About 30 of Hunts Point’s 42 businesses are expected to attend the CoC meeting. They are upset over BIC’s tactics, including a requirement that the companies’ employees—mostly low-wage, minority workers—complete an 11-page form that asks personal questions about the workers’ spouses, employment history and addresses over the past decade. The information is used to vet their eligibility to work at the companies, and there are significant fees associated with completing these forms.
“We see this as a violation of the employees’ civil rights,” Josephine Infante, president of the Hunts Point Economic Development Corp., told Crain’s in an online article published September 11. “People feel threatened.”
BIC, a law enforcement agency is focused on rooting out organized crime in the carting industry and public wholesale food markets and has had success in eliminating mob infiltration at the former Fulton Fish Market. But the agency is now at the center of a dispute between the city and the vendors over a plan to redevelop the market and ink a 30-year lease, Crain’s reports. The market, says BIC’s involvement in its operations is the chief reason it has not struck a deal and may move out of the city.
In 2009, legislation expanded the agency’s authority to wholesale businesses located in a defined geographic region beyond the walls of the meat, produce and fish markets. Hunts Point community leaders say BIC has recently ramped up its outreach in the area, and they are concerned that it will have a chilling effect on economic growth in the neighborhood.
The on-again, off-again exclusive lease negotiations between the city and the Hunts Point Terminal Produce Market have been extended for the third time, this time through October 31st, according to a recent article on Crain’s New York Business.com.
Hunts Point is the world’s largest wholesale terminal market. Located in New York City’s, South Bronx, it is a cooperative with 115 merchants. Thousands of refrigerated big rigs deliver loads of fresh fruits and vegetables to the market each week from across the USA, as well as from Canada and Mexico.
The extended negotiations are between the Economic Develpment Corp. and the Hunts Point co-op. Hunts Point officials have been threatening to move the humongus facilty to New Jersey for years.
The incentive is a public hearing the merchants requested of city council members to discuss the city’s Business Integrity Commission, which has regulatory authority over the market. The hearing is set for Oct. 23.
Last June the federal government offered $10 million to help modernize Hunts Point. The market, which opened in 1967, faces many challenges ane the one state-of-the-art terminal is now showing its age.
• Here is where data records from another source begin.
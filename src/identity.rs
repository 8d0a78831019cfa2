//! Registration, login and user lookup.

use uuid::Uuid;

use crate::credential::{check_password_strength, Credential, Verification};
use crate::db::{Database, UserRepository};
use crate::error::{LedgerError, Result};
use crate::models::{User, UserProfile};

#[derive(Clone)]
pub struct IdentityStore {
    db: Database,
}

impl IdentityStore {
    pub fn new(db: Database) -> Self {
        Self { db }
    }

    fn users(&self) -> UserRepository {
        UserRepository::new(self.db.clone())
    }

    /// Creates a user with a salted password hash.
    ///
    /// Fails with `WeakPassword` before touching storage, and with
    /// `EmailTaken` if any user already has the (normalized) email.
    pub async fn register(&self, name: &str, email: &str, password: &str) -> Result<UserProfile> {
        if !check_password_strength(password).is_valid {
            return Err(LedgerError::WeakPassword);
        }

        let repo = self.users();
        let _users = self.db.locks().users.lock().await;

        let user = User::new(name.trim(), email, Credential::from_password(password));
        if repo.get_by_email(&user.email).await?.is_some() {
            return Err(LedgerError::EmailTaken(user.email));
        }
        repo.create(&user).await?;

        tracing::info!(user_id = %user.id, "registered user");
        Ok(user.profile())
    }

    /// Checks an email/password pair.
    ///
    /// A user still carrying a plaintext legacy credential is moved to a
    /// salted hash on the first successful login.
    pub async fn login(&self, email: &str, password: &str) -> Result<UserProfile> {
        let repo = self.users();
        let _users = self.db.locks().users.lock().await;

        let user = repo
            .get_by_email(email)
            .await?
            .ok_or(LedgerError::InvalidCredentials)?;

        match user.credential.verify(password) {
            Verification::Rejected => Err(LedgerError::InvalidCredentials),
            Verification::Accepted => Ok(user.profile()),
            Verification::Upgraded(credential) => {
                repo.update_credential(user.id, &credential).await?;
                tracing::info!(user_id = %user.id, "migrated legacy credential");
                Ok(user.profile())
            }
        }
    }

    pub async fn get(&self, user_id: Uuid) -> Result<Option<UserProfile>> {
        Ok(self.users().get_by_id(user_id).await?.map(|u| u.profile()))
    }

    /// Display name for a user id, as denormalized onto usage days.
    pub async fn resolve_name(&self, user_id: Uuid) -> Result<String> {
        self.get(user_id)
            .await?
            .map(|p| p.name)
            .ok_or(LedgerError::UserNotFound(user_id))
    }

    pub async fn list(&self) -> Result<Vec<UserProfile>> {
        Ok(self
            .users()
            .list()
            .await?
            .into_iter()
            .map(|u| u.profile())
            .collect())
    }
}
//! Server-side snapshot storage.
//!
//! The server keeps exactly one snapshot:
//! ```text
//! <DATA_DIR>/
//!   snapshot.json
//! ```

use std::fs::{self, File};
use std::io::{self, Write};
use std::path::PathBuf;

use crate::models::Snapshot;

const SNAPSHOT_FILE: &str = "snapshot.json";

/// Errors that can occur during server storage operations.
#[derive(Debug)]
pub enum ServerStorageError {
    /// I/O error reading or writing a file.
    IoError(PathBuf, io::Error),
    /// The stored file is not a valid snapshot.
    Corrupt(PathBuf, serde_json::Error),
}

impl std::fmt::Display for ServerStorageError {
    fn fmt(&self, f: &mut std::fmt::Formatter<'_>) -> std::fmt::Result {
        match self {
            ServerStorageError::IoError(path, e) => {
                write!(f, "I/O error for {}: {}", path.display(), e)
            }
            ServerStorageError::Corrupt(path, e) => {
                write!(f, "Stored snapshot {} is unreadable: {}", path.display(), e)
            }
        }
    }
}

impl std::error::Error for ServerStorageError {
    fn source(&self) -> Option<&(dyn std::error::Error + 'static)> {
        match self {
            ServerStorageError::IoError(_, e) => Some(e),
            ServerStorageError::Corrupt(_, e) => Some(e),
        }
    }
}

#[derive(Debug, Clone)]
pub struct SnapshotStore {
    data_dir: PathBuf,
}

impl SnapshotStore {
    pub fn new(data_dir: impl Into<PathBuf>) -> Self {
        Self {
            data_dir: data_dir.into(),
        }
    }

    fn snapshot_path(&self) -> PathBuf {
        self.data_dir.join(SNAPSHOT_FILE)
    }

    /// Returns `Ok(None)` until the first snapshot is saved.
    pub fn load(&self) -> Result<Option<Snapshot>, ServerStorageError> {
        let path = self.snapshot_path();

        match fs::read_to_string(&path) {
            Ok(json) => Snapshot::from_json(&json)
                .map(Some)
                .map_err(|e| ServerStorageError::Corrupt(path, e)),
            Err(e) if e.kind() == io::ErrorKind::NotFound => Ok(None),
            Err(e) => Err(ServerStorageError::IoError(path, e)),
        }
    }

    /// Replaces the stored snapshot.
    pub fn save(&self, snapshot: &Snapshot) -> Result<(), ServerStorageError> {
        let path = self.snapshot_path();

        fs::create_dir_all(&self.data_dir)
            .map_err(|e| ServerStorageError::IoError(self.data_dir.clone(), e))?;

        let json = snapshot
            .to_json_pretty()
            .map_err(|e| ServerStorageError::Corrupt(path.clone(), e))?;

        // Write atomically using temp file + rename
        let temp_path = path.with_extension("json.tmp");

        let mut file = File::create(&temp_path)
            .map_err(|e| ServerStorageError::IoError(temp_path.clone(), e))?;

        file.write_all(json.as_bytes())
            .map_err(|e| ServerStorageError::IoError(temp_path.clone(), e))?;

        file.sync_all()
            .map_err(|e| ServerStorageError::IoError(temp_path.clone(), e))?;

        fs::rename(&temp_path, &path).map_err(|e| ServerStorageError::IoError(path, e))?;

        Ok(())
    }
}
Buildings are in need of renovation and a shortage of cold storage has many companies storing fresh produce in trailers parked in front and/or in back of their units. Loading docks are not refrigerated.
There are complaints trucker access into and out of the market is poor and that roads are in disrepair or just cannot handle the heavy traffic.
Everyone agrees on one thing: something has to be done. Numerous negotiations, talks, meetings, task forces and committees over the years failed to come to a solution. Politics. governments and red tape all contributed to a slow moving process.
New Jersey has aggressively made bids to move Hunts Point to the Garden State. However, the Hunts Point co-op continues negotiating with New York City on rebuilding the facility at its current location. In reality, most Hunts Point tenants prefer remain right where they are.
The current 10-year lease on the market expired in May 2011, and on June 19, 2012, the federal government offered $10 million to help modernize the large market, but first the market’s merchants and the city must agree to a new lease.
The merchants in reality have little use for New York City’s Business Integrity Commission stating the agency is assessing needless fees and penalties for various infractions, including parking violations within the market. The situation reached an impasse in late August when the merchants decided not to renew their exclusivity agreement to negotiate a new lease with the city, citing their differences with the commission as the reason.
But don’t hold your breath, it will probably be a cold day in hell before Hunts Point uproots to New Jersey, or anyplace else.